Do que consigo me lembrar? Recordo-me que estava no shopping com Alice, havíamos acabado de sair do trabalho, pois tínhamos ficado presas na loja na noite anterior. Hoje seria a minha entrevista para o meu tão sonhado emprego, mas não conseguiria chegar a tempo, graças ao horário que a loja Malibu Butique foi aberta. Como não tinha mais o que fazer, resolvi acompanhar Alice a sua ida em uma biblioteca/antiquário místico no shopping. Onde acabei ganhando um livro estranho de presente, já que Alice não conseguiu o dinheiro de volta pela sua relíquia assustadora. Saí do lugar, me despedi da minha amiga e em um corredor do shopping de repente escorreguei em algo, acabando por bater a cabeça no chão terminando com um livro pesado em minha cara, ainda com fedor de mofo, algo muito relevante que certamente atiçou a minha rinite alérgica.

— Moça, moça...

Mas estranhamente, vejo como se estivesse vivido algo que não consigo compreender. É demais para a minha mente nublada. Mesmo assim consigo me lembrar de Mark, Alda, Nora, Colin... Pessoas que nunca vi antes, mas que no momento sinto uma forte conexão. Além de lembrar da minha irmã Camélia de uma forma que nunca imaginei. Fora a minha família sendo como sempre foram, como a dona Fiona, mas autêntica impossível. Além, das vagas lembranças de Oliver, como se estivesse me apegado ao menino que vi poucas vezes na minha vida. Tudo dentro de mim parece tão estranho que não consigo compreender, na verdade me sinto muito estranha para falar a verdade. Como se esse eu não fosse realmente a Rosa verdadeira, mas uma versão completamente diferente de mim.

— Moça, por favor... — Sinto alguém tirar o livro do meu rosto e passar a mão em minha testa, de forma calma, como se estivesse tentando me acordar com toda a paz do mundo.
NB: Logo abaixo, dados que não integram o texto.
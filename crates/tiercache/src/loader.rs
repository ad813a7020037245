//! The deduplicating loader.
//!
//! Fronts a [`TieredCache`] with an abstract fetch-and-decode operation and
//! coalesces concurrent requests: at most one fetch is in flight per key,
//! while arbitrarily many callers wait on its result.
//!
//! Per-key bookkeeping lives in a single mutex-guarded map from key to the
//! ordered list of pending completion handlers. Presence of a key in the map
//! is the "currently loading" flag; the entry is removed exactly once, when
//! the fetch resolves (fan-out), on [`Loader::cancel_all`], or on
//! [`Loader::reconfigure`]. Fan-out drains the list and removes the entry in
//! one critical section before invoking any handler, so a caller arriving
//! before the drain is notified exactly once and a caller arriving after it
//! starts a fresh fetch — no lost wake-ups, no duplicate fetches.

use std::collections::HashMap;
use std::sync::{Arc, Mutex, RwLock};

use futures::future::BoxFuture;
use tokio::runtime::Handle;
use tokio::sync::{oneshot, Semaphore};
use tokio_util::sync::CancellationToken;

use crate::codec::{TransformError, Transformable};
use crate::config::{ClearMode, LoaderConfig};
use crate::error::CacheError;
use crate::tiered::TieredCache;

/// The outcome of a load, delivered to every waiting caller.
pub type LoadResult<V> = Result<V, CacheError>;

/// A caller-supplied completion handler.
pub type LoadHandler<V> = Box<dyn FnOnce(LoadResult<V>) + Send + 'static>;

/// A per-call decode override, taking priority over the source's default.
pub type DecodeFn<V> = Arc<dyn Fn(&[u8]) -> Result<V, TransformError> + Send + Sync>;

/// The abstract remote source a [`Loader`] fetches from.
///
/// `fetch` returns the raw bytes for a key or fails with a transport error;
/// the loader treats it as an opaque capability. `decode` turns fetched
/// bytes into a value and defaults to the value's own [`Transformable`]
/// conversion.
pub trait FetchSource<V: Transformable>: Send + Sync + 'static {
    fn fetch(&self, key: &str) -> BoxFuture<'static, Result<Vec<u8>, CacheError>>;

    fn decode(&self, bytes: &[u8]) -> Result<V, TransformError> {
        V::from_bytes(bytes)
    }
}

/// Options for a single [`Loader::load_with`] call.
#[derive(Clone)]
pub struct LoadOptions<V> {
    /// Keep only this completion in the pending list, discarding earlier
    /// waiters' ability to be notified. Useful when only the newest request
    /// matters, e.g. a view that is re-bound while scrolling.
    pub keep_only_latest: bool,
    /// Decode override for this call. Applies to the fetch this call
    /// *starts*; a call that joins an in-flight fetch inherits the decoder
    /// the fetch was started with.
    pub decode: Option<DecodeFn<V>>,
}

impl<V> Default for LoadOptions<V> {
    fn default() -> Self {
        LoadOptions {
            keep_only_latest: false,
            decode: None,
        }
    }
}

/// Everything that [`Loader::reconfigure`] swaps in one piece: the cache,
/// the execution resources, and the in-flight bookkeeping tied to them.
struct LoaderShared<V> {
    cache: TieredCache<V>,
    /// Runtime the fetch operations run on.
    executor: Handle,
    /// Runtime the completion handlers are invoked on.
    delivery: Handle,
    /// Bounds the number of concurrently running fetches.
    permits: Arc<Semaphore>,
    /// Cancels queued and running fetches; replaced on `cancel_all`.
    cancel: Mutex<CancellationToken>,
    /// Key -> ordered pending handlers. Presence is the loading flag.
    inflight: Mutex<HashMap<String, Vec<LoadHandler<V>>>>,
}

impl<V> LoaderShared<V> {
    fn new(cache: TieredCache<V>, config: &LoaderConfig, executor: Handle, delivery: Handle) -> Self {
        LoaderShared {
            cache,
            executor,
            delivery,
            permits: Arc::new(Semaphore::new(config.max_concurrent_fetches.max(1))),
            cancel: Mutex::new(CancellationToken::new()),
            inflight: Mutex::new(HashMap::new()),
        }
    }

    /// Cancels all fetches and forgets every pending handler without
    /// invoking it.
    fn cancel_all(&self) {
        {
            let mut token = self.cancel.lock().unwrap();
            token.cancel();
            *token = CancellationToken::new();
        }
        self.inflight.lock().unwrap().clear();
    }
}

/// A deduplicating loader over a [`TieredCache`].
///
/// `load` serves from the cache when possible and otherwise fetches from the
/// remote source, coalescing concurrent requests for the same key into a
/// single fetch. Results are stored in both cache tiers and fanned out to
/// every waiting caller on the delivery runtime.
///
/// There is no implicit global instance; applications that want a shared
/// loader construct one and hand it around (or wrap it in their own
/// `static`), which keeps tests isolated.
pub struct Loader<V, S> {
    source: Arc<S>,
    shared: RwLock<Arc<LoaderShared<V>>>,
}

impl<V, S> Loader<V, S>
where
    V: Transformable + Clone + Send + Sync + 'static,
    S: FetchSource<V>,
{
    /// Creates a loader that fetches on `executor` and invokes completion
    /// handlers on `delivery`.
    pub fn new(
        source: S,
        cache: TieredCache<V>,
        config: LoaderConfig,
        executor: Handle,
        delivery: Handle,
    ) -> Self {
        let shared = LoaderShared::new(cache, &config, executor, delivery);
        Loader {
            source: Arc::new(source),
            shared: RwLock::new(Arc::new(shared)),
        }
    }

    /// Loads the value for `key`, delivering the result to `completion` on
    /// the delivery runtime.
    ///
    /// Served from the cache when present; otherwise joins the in-flight
    /// fetch for `key`, or starts one if there is none.
    pub fn load(&self, key: &str, completion: impl FnOnce(LoadResult<V>) + Send + 'static) {
        self.load_with(key, LoadOptions::default(), completion);
    }

    /// Like [`load`](Self::load), with per-call [`LoadOptions`].
    pub fn load_with(
        &self,
        key: &str,
        options: LoadOptions<V>,
        completion: impl FnOnce(LoadResult<V>) + Send + 'static,
    ) {
        let shared = self.shared.read().unwrap().clone();

        // Cache probe first; in-flight bookkeeping is only touched on a
        // miss. A read error here counts as a miss so the fetch can
        // repopulate the broken entry.
        match shared.cache.get(key) {
            Ok(Some(value)) => {
                tracing::trace!(key, "load served from cache");
                shared.delivery.spawn(async move { completion(Ok(value)) });
                return;
            }
            Ok(None) => {}
            Err(err) => {
                tracing::debug!(
                    error = &err as &dyn std::error::Error,
                    key,
                    "cache probe failed, fetching instead"
                );
            }
        }

        let completion: LoadHandler<V> = Box::new(completion);
        {
            let mut inflight = shared.inflight.lock().unwrap();
            if let Some(pending) = inflight.get_mut(key) {
                metric!(counter("loader.coalesced") += 1);
                tracing::trace!(key, "joining in-flight fetch");
                if options.keep_only_latest {
                    pending.clear();
                }
                pending.push(completion);
                return;
            }
            inflight.insert(key.to_owned(), vec![completion]);
        }

        self.spawn_fetch(shared, key.to_owned(), options.decode);
    }

    /// Awaitable sugar over [`load`](Self::load).
    ///
    /// Resolves to [`CacheError::Cancelled`] when the load is abandoned by
    /// [`cancel_all`](Self::cancel_all), [`reconfigure`](Self::reconfigure)
    /// or [`remove_pending_handlers`](Self::remove_pending_handlers) before
    /// a result is produced.
    pub async fn load_async(&self, key: &str) -> LoadResult<V> {
        let (tx, rx) = oneshot::channel();
        self.load(key, move |result| {
            tx.send(result).ok();
        });
        rx.await.unwrap_or(Err(CacheError::Cancelled))
    }

    /// Returns the cached value for `key` without ever triggering a fetch.
    pub fn cached_value(&self, key: &str) -> Option<V> {
        let shared = self.shared.read().unwrap().clone();
        shared.cache.get(key).ok().flatten()
    }

    /// Clears the underlying cache tiers selected by `mode`.
    pub fn clear_cache(&self, mode: ClearMode) -> Result<(), CacheError> {
        let shared = self.shared.read().unwrap().clone();
        shared.cache.clear(mode)
    }

    /// Drops pending handlers for `key` that should no longer be notified.
    ///
    /// With `keep_latest`, only the most recently registered handler
    /// survives. The loading flag is left untouched: the in-flight fetch
    /// still completes and populates the cache, its result just goes
    /// unannounced.
    pub fn remove_pending_handlers(&self, key: &str, keep_latest: bool) {
        let shared = self.shared.read().unwrap().clone();
        let mut inflight = shared.inflight.lock().unwrap();
        if let Some(pending) = inflight.get_mut(key) {
            if keep_latest {
                if pending.len() > 1 {
                    pending.drain(..pending.len() - 1);
                }
            } else {
                pending.clear();
            }
        }
    }

    /// Cancels all queued and running fetches and forgets all pending
    /// handlers without invoking them.
    ///
    /// This is an explicit "give up": callers are left unresolved rather
    /// than notified of a failure. Cancellation is best-effort — a fetch
    /// past its point of no return completes, but its result is discarded.
    pub fn cancel_all(&self) {
        self.shared.read().unwrap().cancel_all();
    }

    /// Replaces the cache and execution resources.
    ///
    /// Outstanding work is cancelled and all in-flight/pending state is
    /// cleared first, so no stale handler fires against the new
    /// configuration and no superseded fetch writes into the new cache.
    pub fn reconfigure(
        &self,
        cache: TieredCache<V>,
        config: LoaderConfig,
        executor: Handle,
        delivery: Handle,
    ) {
        let mut shared = self.shared.write().unwrap();
        shared.cancel_all();
        *shared = Arc::new(LoaderShared::new(cache, &config, executor, delivery));
    }

    fn spawn_fetch(&self, shared: Arc<LoaderShared<V>>, key: String, decode: Option<DecodeFn<V>>) {
        metric!(counter("loader.fetch") += 1);
        tracing::debug!(key = %key, "starting fetch");

        let token = shared.cancel.lock().unwrap().clone();
        let source = Arc::clone(&self.source);
        let executor = shared.executor.clone();

        executor.spawn(async move {
            let work = async {
                let _permit = match Arc::clone(&shared.permits).acquire_owned().await {
                    Ok(permit) => permit,
                    Err(_) => return,
                };
                let result = fetch_and_store(&*source, &shared, &key, decode).await;
                fan_out(&shared, &key, result);
            };
            // Dropped mid-await on cancellation; anything already fanned
            // out stays delivered, everything else is discarded.
            token.run_until_cancelled(work).await;
        });
    }
}

/// Fetches and decodes `key`, storing a successful result in both cache
/// tiers before returning it.
async fn fetch_and_store<V, S>(
    source: &S,
    shared: &LoaderShared<V>,
    key: &str,
    decode: Option<DecodeFn<V>>,
) -> LoadResult<V>
where
    V: Transformable + Clone + Send + Sync + 'static,
    S: FetchSource<V>,
{
    let bytes = source.fetch(key).await?;

    let value = match decode {
        Some(decode) => decode(&bytes),
        None => source.decode(&bytes),
    }
    .map_err(|e| CacheError::Decode(e.to_string()))?;

    // The fetched bytes double as the encoded representation, sparing the
    // disk tier a second encoding pass. A store failure is logged, not
    // delivered: the value itself is good.
    if let Err(err) = shared.cache.set(key, value.clone(), Some(&bytes)) {
        tracing::error!(
            error = &err as &dyn std::error::Error,
            key = %key,
            "failed to store fetched value in cache"
        );
    }

    tracing::trace!(key = %key, "load served from remote source");
    Ok(value)
}

/// Atomically clears the loading flag and drains the pending list, then
/// invokes every drained handler with the result on the delivery runtime.
fn fan_out<V: Clone + Send + 'static>(
    shared: &LoaderShared<V>,
    key: &str,
    result: LoadResult<V>,
) {
    let handlers = shared.inflight.lock().unwrap().remove(key);
    let Some(handlers) = handlers else {
        // cancelled or reconfigured while the fetch was finishing; the
        // result is discarded
        return;
    };
    for handler in handlers {
        let result = result.clone();
        shared.delivery.spawn(async move { handler(result) });
    }
}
Em meio a confusões e delírios da minha parte, abro os olhos lentamente. Contemplando uma mulher ruiva à minha frente. Os seus olhos transmitem inquietação, como se estivesse realmente preocupada. Mas ao me ver acordar seu rosto se ilumina como se estivesse aliviada. Um sorriso casto aparece em seus lábios rosados, em meio as sardas seus olhos sorriem feliz. Sendo a minha única visão, no corredor praticamente deserto do shopping, com lojas que provavelmente ainda seriam ocupadas.

— Graças ao céu você está bem, estava realmente preocupada. — Disse me oferecendo a mão para me ajudar a levantar.
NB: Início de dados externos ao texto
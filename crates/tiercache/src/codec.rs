use std::fmt;

use thiserror::Error;

/// An error produced by a [`Transformable`] conversion.
#[derive(Debug, Clone, PartialEq, Eq, Error)]
#[error("{0}")]
pub struct TransformError(String);

impl TransformError {
    pub fn new(message: impl fmt::Display) -> Self {
        Self(message.to_string())
    }
}

/// The reversible value <-> bytes conversion a cached payload must support.
///
/// This is the only constraint the cache places on values: the disk tier
/// encodes values through [`to_bytes`](Self::to_bytes) before writing and
/// decodes files through [`from_bytes`](Self::from_bytes) after reading. The
/// loader also uses [`from_bytes`](Self::from_bytes) as the default
/// conversion for freshly fetched bytes, unless a per-call decode override
/// is supplied.
pub trait Transformable: Sized {
    fn to_bytes(&self) -> Result<Vec<u8>, TransformError>;
    fn from_bytes(bytes: &[u8]) -> Result<Self, TransformError>;
}

impl Transformable for Vec<u8> {
    fn to_bytes(&self) -> Result<Vec<u8>, TransformError> {
        Ok(self.clone())
    }

    fn from_bytes(bytes: &[u8]) -> Result<Self, TransformError> {
        Ok(bytes.to_vec())
    }
}

impl Transformable for String {
    fn to_bytes(&self) -> Result<Vec<u8>, TransformError> {
        Ok(self.as_bytes().to_vec())
    }

    fn from_bytes(bytes: &[u8]) -> Result<Self, TransformError> {
        String::from_utf8(bytes.to_vec()).map_err(TransformError::new)
    }
}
Aceito o seu gesto e me levanto calmamente, ainda com uma forte dor de cabeça. Coloco a mão em minha testa e olho ao redor, reparando que não tinha ninguém, além da ruiva alta à minha frente. Porém, repentinamente, ainda com a visão turva, vejo uma loira com um emaranhado de cachos volumosos, correr em minha direção.

— Graças a Deus você voltou... quer dizer, você acordou. Vi a sua queda nada elegante, e devo admitir que fiquei bastante preocupada. Venha comigo, tenho gelo no antiquário, vai te ajudar com o provável galo que deve ter ficado em sua cabeça. — Disse cada palavra rapidamente, não me permitindo pensar direito e saiu me puxando.
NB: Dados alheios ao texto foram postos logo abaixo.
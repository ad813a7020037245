use std::path::PathBuf;

use serde::Deserialize;

/// Limits for the in-memory tier.
///
/// Both limits are soft caps: the tier evicts least-recently-used entries
/// until it is back under them. A limit of `0` means "no limit" for that
/// dimension.
#[derive(Debug, Clone, Copy, Deserialize)]
#[serde(default)]
pub struct MemoryConfig {
    /// Maximum number of entries held in memory.
    pub max_entries: usize,
    /// Maximum total cost in bytes.
    ///
    /// An entry's cost is the length of its encoded byte representation when
    /// one is known at insertion time, and `0` otherwise.
    pub max_total_cost: u64,
}

impl Default for MemoryConfig {
    fn default() -> Self {
        MemoryConfig {
            max_entries: 1_000,
            max_total_cost: 256 * 1024 * 1024,
        }
    }
}

/// Configuration for the on-disk tier.
#[derive(Debug, Clone, Deserialize)]
#[serde(default)]
pub struct DiskConfig {
    /// Root directory under which the cache directory is created.
    ///
    /// The tier appends a namespaced directory derived from the cache name,
    /// so several caches can share one root. Defaults to the user cache
    /// directory.
    pub root: Option<PathBuf>,
    /// Size limit in bytes for all files of this cache. `0` means no limit
    /// and disables pruning.
    pub size_limit: u64,
    /// Extension appended to every cache file name.
    pub path_extension: Option<String>,
    /// Derive file names by hashing the key instead of using it literally.
    pub use_hashed_file_names: bool,
    /// With hashed file names, append an extension inferred from the key's
    /// own trailing segment.
    pub auto_ext_from_key: bool,
}

impl Default for DiskConfig {
    fn default() -> Self {
        DiskConfig {
            root: None,
            size_limit: 0,
            path_extension: None,
            use_hashed_file_names: true,
            auto_ext_from_key: false,
        }
    }
}

impl DiskConfig {
    /// A disk tier with the given size limit, storing under the default root.
    pub fn with_size_limit(size_limit: u64) -> Self {
        DiskConfig {
            size_limit,
            ..Default::default()
        }
    }
}

/// When the two-tier cache performs disk writes and removals.
#[derive(Debug, Clone, Copy, PartialEq, Eq, Deserialize)]
#[serde(rename_all = "lowercase")]
pub enum WritePolicy {
    /// Disk writes happen inline and their failures are surfaced to the
    /// caller.
    Sync,
    /// Disk writes are dispatched to the I/O runtime; failures are logged
    /// and swallowed. A successful `set` does not imply durability.
    Background,
}

impl Default for WritePolicy {
    fn default() -> Self {
        WritePolicy::Background
    }
}

/// Which tiers a `clear` call wipes.
#[derive(Debug, Clone, Copy, PartialEq, Eq, Deserialize)]
#[serde(rename_all = "lowercase")]
pub enum ClearMode {
    Memory,
    Disk,
    Both,
}

impl Default for ClearMode {
    fn default() -> Self {
        ClearMode::Both
    }
}

/// Configuration for a [`TieredCache`](crate::tiered::TieredCache).
#[derive(Debug, Clone, Default, Deserialize)]
#[serde(default)]
pub struct TieredConfig {
    pub memory: MemoryConfig,
    pub disk: DiskConfig,
    pub write_policy: WritePolicy,
    /// Mode used by the trait-level `clear()`; the inherent
    /// `clear(mode)` takes an explicit mode instead.
    pub clear_mode: ClearMode,
}

/// Configuration for a [`Loader`](crate::loader::Loader).
#[derive(Debug, Clone, Deserialize)]
#[serde(default)]
pub struct LoaderConfig {
    /// Upper bound on concurrently running fetches.
    pub max_concurrent_fetches: usize,
}

impl Default for LoaderConfig {
    fn default() -> Self {
        LoaderConfig {
            max_concurrent_fetches: 6,
        }
    }
}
— Melhoras moça. — A ruiva que tinha esquecido gritou acenando.

— Você também venha me ajudar. — Disse a loira em um tom bem alto, correndo para puxar a ruiva também consigo.

Mais tarde, quando chegamos ao antiquário místico ou biblioteca, tanto faz. A mesma que visitei quando estava com Alice. Tanto que só agora recordo-me que a loira é a mesma moça que me entregou o livro minutos antes. Ela me entrega um copo com água e um comprimido, certamente para a dor de cabeça que devo estar demonstrando no semblante.

— Obrigada, Nora — digo assim que recebo o comprimido.

No primeiro momento parece que o rosto da mulher empalidece, mas depois de algum tempo ela se acalma e volta a falar:

— Então, você lembra de tudo? — Pergunta focando a sua atenção em mim, esquecendo a ruiva totalmente atenta às nossas reações.

— Deveria lembrar de quê? Apenas sinto que seu nome é Nora, por isso a chamei assim — falo um pouco aérea, enquanto bebo a água rapidamente, para me livrar da dor. — Assim como sei que o nome dela é Alda. — Apontei para a ruiva que nos encarava.

No primeiro momento ela empalidece, mas logo após o seu rosto toma um semblante assustado, como se não estivesse entendendo o que acabara de suceder.

— Como você sabe o meu nome? Não nos conhecemos. — Os seus olhos se arregalaram em surpresa, ao perguntar.

— Não sei, mas sei o nome de cada uma de vocês. Lembro que Nora é uma pessoa divertida e alto-astral, totalmente espontânea, sem nenhum juízo na mente, que ama a enfermagem, pois a sua paixão é cuidar das pessoas. Já Alda é a mais racional de nós três, vendo o mundo sempre pela lógica e razão. A sua paixão é a psicologia, mesmo tendo grandes problemas em se abrir para o amor, algo que não é fácil para você, por causa da sua personalidade. Lembro que somos amigas há bastante tempo, quase como se fossemos inseparáveis, mas também, recordo-me que nunca as vi antes, mesmo assim tenho essas lembranças. Parece estranho, sim? — Falei ainda em completa confusão mental.

— Não consigo entender. — Disse Alda sentando-se no sofá ao meu lado. — Você descreveu toda a minha personalidade, mas tenho certeza de que nunca a vi antes. Sou chefe da assistência social de um grande hospital na cidade, formada em psicologia e assistente social. Praticamente você descreveu a minha personalidade e profissão, mesmo sem nunca ter me visto antes. Como isso é possível?

— Também não estou conseguindo entender. Nunca vi nenhuma das duas antes, por isso não entendo como sei de tudo isso. — Coloquei as duas mãos na cabeça para tentar me acalmar, mas parece que a cada segundo tudo se torna mais confuso. Encaro Nora, a única que aparentemente parece normal com toda descoberta. — E você, por que é a única que parece normal com toda a descoberta?

— Droga, não era para isso acontecer. Era para você ter esquecido de tudo. — Nora suspirou e disse, nos deixando ainda mais confusas. — Tudo que você falou está correto, minha personalidade é espontânea como você descreveu, sou formada em enfermagem e amo cuidar das pessoas. Mas estou nesse emprego por causa de uma burrada que não vem ao caso nesse momento. — Revelou e não revelou, pois não explicou nada.

— E? — disse Alda.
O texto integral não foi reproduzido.